• **WORK ITEM**:
Every line between the top of the data below and the line with "apply environment overrides.", both ends included, must be retyped exactly.

• **EXCERPTED DATA**:

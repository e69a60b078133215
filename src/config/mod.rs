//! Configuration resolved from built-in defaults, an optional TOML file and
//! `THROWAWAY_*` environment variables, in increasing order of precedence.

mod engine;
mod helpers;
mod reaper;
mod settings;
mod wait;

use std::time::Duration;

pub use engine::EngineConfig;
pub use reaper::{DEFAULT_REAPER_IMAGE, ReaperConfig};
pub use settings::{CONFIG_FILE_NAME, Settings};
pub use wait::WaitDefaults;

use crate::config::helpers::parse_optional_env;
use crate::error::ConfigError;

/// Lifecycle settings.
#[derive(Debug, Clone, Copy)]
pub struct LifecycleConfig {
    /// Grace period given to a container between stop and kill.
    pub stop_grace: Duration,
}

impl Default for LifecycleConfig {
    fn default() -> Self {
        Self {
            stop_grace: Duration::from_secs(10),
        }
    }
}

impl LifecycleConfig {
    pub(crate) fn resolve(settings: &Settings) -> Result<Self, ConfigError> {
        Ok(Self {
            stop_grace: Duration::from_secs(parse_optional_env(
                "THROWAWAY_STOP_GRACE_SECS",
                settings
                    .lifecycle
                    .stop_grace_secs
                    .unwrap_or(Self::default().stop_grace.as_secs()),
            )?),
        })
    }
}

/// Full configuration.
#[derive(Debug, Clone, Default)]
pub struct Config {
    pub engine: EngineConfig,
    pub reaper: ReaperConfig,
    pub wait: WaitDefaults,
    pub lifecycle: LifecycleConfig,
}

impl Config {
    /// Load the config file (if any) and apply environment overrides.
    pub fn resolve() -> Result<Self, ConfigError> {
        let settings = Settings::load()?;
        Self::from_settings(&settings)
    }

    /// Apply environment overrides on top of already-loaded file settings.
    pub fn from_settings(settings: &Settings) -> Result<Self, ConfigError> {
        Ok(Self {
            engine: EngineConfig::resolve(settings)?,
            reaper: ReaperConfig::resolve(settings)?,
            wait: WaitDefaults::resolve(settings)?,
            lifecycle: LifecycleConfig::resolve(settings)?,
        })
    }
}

• **SOLVED EXERCISE**:
repository e69a60b078133215
filename src/config/mod.rs
//! Configuration resolved from built-in defaults, an optional TOML file and
//! `THROWAWAY_*` environment variables, in increasing order of precedence.

mod engine;
mod helpers;
mod reaper;
mod settings;
mod wait;

use std::time::Duration;

pub use engine::EngineConfig;
pub use reaper::{DEFAULT_REAPER_IMAGE, ReaperConfig};
pub use settings::{CONFIG_FILE_NAME, Settings};
pub use wait::WaitDefaults;

use crate::config::helpers::parse_optional_env;
use crate::error::ConfigError;

/// Lifecycle settings.
#[derive(Debug, Clone, Copy)]
pub struct LifecycleConfig {
    /// Grace period given to a container between stop and kill.
    pub stop_grace: Duration,
}

impl Default for LifecycleConfig {
    fn default() -> Self {
        Self {
            stop_grace: Duration::from_secs(10),
        }
    }
}

impl LifecycleConfig {
    pub(crate) fn resolve(settings: &Settings) -> Result<Self, ConfigError> {
        Ok(Self {
            stop_grace: Duration::from_secs(parse_optional_env(
                "THROWAWAY_STOP_GRACE_SECS",
                settings
                    .lifecycle
                    .stop_grace_secs
                    .unwrap_or(Self::default().stop_grace.as_secs()),
            )?),
        })
    }
}

/// Full configuration.
#[derive(Debug, Clone, Default)]
pub struct Config {
    pub engine: EngineConfig,
    pub reaper: ReaperConfig,
    pub wait: WaitDefaults,
    pub lifecycle: LifecycleConfig,
}

impl Config {
    /// Load the config file (if any) and apply environment overrides.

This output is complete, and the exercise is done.